You would NOT normally recalculate IV. The reason is that IV fluctuates all
over the place for individual options for many reasons (eg the option prices
and underlying prices may not be taken at the same point in time (very
common); Just calculating IV for an option at the end of each day would be
pretty useless. You might as well just use the option values themselves for
valuation (which is the same thing as calculating IV). The whole point of
CALCULATING theoretical option values using the underlying rather than just
valuing your portfolio based on the last traded or quoted option price is to
get around the problems of using the option prices themselves. Options are
a very poor basis for valuing your portfolio.
The way most people handle it is to use the IV calculator to calculate IV of
the whole chain -- to get the complete volatility surface. Various smoothing
methods are used to eliminate market anomalies for individual options in the
IV calculator. The results are much more stable -- volatility itself is
fairly stable from day to day. Then to select a reasonable IV from that for
each option you are interested in and to use that in the open positions
manager. You would normally specify the volatility for individual options
(in column AA) of the positions sheet) rather than using the default
volatility on the underlying assets, settings sheet, as this way you will
correctly take into account the volatility smile.
Done this way you would not need to calculate IV every day.

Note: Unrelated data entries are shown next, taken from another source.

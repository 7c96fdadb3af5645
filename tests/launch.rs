use rand::prelude::*;

use raylaunch::*;

#[test]
fn ray_along_x_touches_sphere_at_origin() {
    let ray = Ray::new(Vec3(0., 0., 0.), Vec3(1., 0., 0.));
    let sphere = Sphere::new(Vec3(1., 0., 0.), 1.);
    let hit = intersect(&ray, &sphere).expect("should hit");
    assert_eq!(hit.point, Vec3(0., 0., 0.));
    assert_eq!(hit.sphere, sphere);
}

#[test]
fn ray_along_y_grazes_sphere_on_x_axis() {
    // The origin lies on the sphere and the ray is tangent there: the
    // discriminant is exactly zero and the single root is t = 0.
    let ray = Ray::new(Vec3(0., 0., 0.), Vec3(0., 1., 0.));
    let sphere = Sphere::new(Vec3(1., 0., 0.), 1.);
    let hit = intersect(&ray, &sphere).expect("tangent at the origin");
    assert_eq!(hit.t, 0.);
    assert_eq!(hit.point, Vec3(0., 0., 0.));
}

#[test]
fn ray_along_y_misses_offset_sphere() {
    let ray = Ray::new(Vec3(0., 0., 0.), Vec3(0., 1., 0.));
    let sphere = Sphere::new(Vec3(1.5, 0., 0.), 1.);
    assert_eq!(intersect(&ray, &sphere), None);
}

#[test]
fn demo_scene_hits_every_pair_at_the_origin() {
    let scene = Scene::demo();
    let hits = launch_indexed(&scene.rays, &scene.spheres);

    let pairs: Vec<_> = hits.iter().map(|h| (h.ray, h.sphere)).collect();
    assert_eq!(pairs, vec![(0, 0), (0, 1), (1, 0), (1, 1)]);
    for hit in &hits {
        assert_eq!(hit.intersection.point, Vec3(0., 0., 0.));
        assert_eq!(hit.intersection.sphere, scene.spheres[hit.sphere]);
    }
}

#[test]
fn tangent_ray_yields_one_record() {
    let rays = [Ray::new(Vec3(-5., 1., 0.), Vec3(1., 0., 0.))];
    let spheres = [Sphere::new(Vec3(0., 0., 0.), 1.)];
    let hits = launch(&rays, &spheres);
    assert_eq!(hits.len(), 1);
    assert_eq!(hits[0].point, Vec3(0., 1., 0.));
}

#[test]
fn origin_inside_sphere_is_a_miss() {
    // Known limitation: only the near root is considered.
    let rays = [Ray::new(Vec3(0.1, 0.2, 0.3), Vec3(0., 0., 1.))];
    let spheres = [Sphere::new(Vec3(0., 0., 0.), 3.)];
    assert!(launch(&rays, &spheres).is_empty());
}

#[test]
fn hits_are_reproducible_from_their_pair() {
    let mut rng = rand::rngs::SmallRng::seed_from_u64(0xDEADBEEF);
    let scene = Scene::random(&mut rng, 200, 40);

    let hits = launch_indexed(&scene.rays, &scene.spheres);
    assert!(!hits.is_empty());
    assert!(hits.len() <= scene.rays.len() * scene.spheres.len());
    for hit in &hits {
        let again = intersect(&scene.rays[hit.ray], &scene.spheres[hit.sphere]);
        assert_eq!(again, Some(hit.intersection));
        assert!(hit.intersection.t >= 0.);
    }
}

#[test]
fn hit_points_lie_on_their_sphere() {
    let mut rng = rand::rngs::SmallRng::seed_from_u64(42);
    let scene = Scene::random(&mut rng, 200, 40);

    for hit in launch(&scene.rays, &scene.spheres) {
        let s = hit.sphere;
        let distance = (hit.point - s.center).length();
        assert!(
            (distance - s.radius).abs() < 1e-9,
            "{:?} is {} from the center of {:?}",
            hit.point,
            distance,
            s
        );
    }
}

#[test]
fn parallel_launch_matches_sequential() {
    let mut rng = rand::rngs::SmallRng::seed_from_u64(7);
    let scene = Scene::random(&mut rng, 500, 25);

    assert_eq!(
        par_launch_indexed(&scene.rays, &scene.spheres),
        launch_indexed(&scene.rays, &scene.spheres)
    );
    assert_eq!(
        par_launch(&scene.rays, &scene.spheres),
        launch(&scene.rays, &scene.spheres)
    );
}

#[test]
fn try_launch_rejects_degenerate_scene() {
    let mut scene = Scene::demo();
    scene.spheres.push(Sphere::new(Vec3(3., 3., 3.), -1.));
    assert_eq!(
        try_launch(&scene.rays, &scene.spheres),
        Err(LaunchError::NegativeRadius {
            sphere: 2,
            radius: -1.
        })
    );

    scene.rays.push(Ray::new(Vec3(1., 1., 1.), Vec3(0., 0., 0.)));
    assert_eq!(
        try_launch(&scene.rays, &scene.spheres),
        Err(LaunchError::ZeroDirection { ray: 2 })
    );
}
use custom_error::custom_error;

custom_error! {
    /// Input rejected by `validate` and `try_launch`.
    #[derive(PartialEq)]
    pub LaunchError
    ZeroDirection {ray: usize} = "degenerate input: ray {ray} has a zero-length direction",
    NegativeRadius {sphere: usize, radius: f64} = "degenerate input: sphere {sphere} has invalid radius {radius}",
}

custom_error! {pub SceneError
    Io {source: std::io::Error} = "failed to read scene: {source}",
    Parse {source: serde_json::Error} = "failed to parse scene: {source}",
}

Perhaps once
every week or so you would check to see if there have been changes in the
volatility surface.
The key thing is: portfolio valuation (as opposed to making decisions about
an individual trade) is best done using theoretical option values using the
latest underlying price and a "stable" estimate of IV. That's the
assumption on which the Open Positions Manager was designed -- you
definitely don't want to calculate IV each day as, apart from being very
time consuming, that would be exactly the same as using the option prices
themselves for valuation which would be a very poor basis for valuing a
portfolio."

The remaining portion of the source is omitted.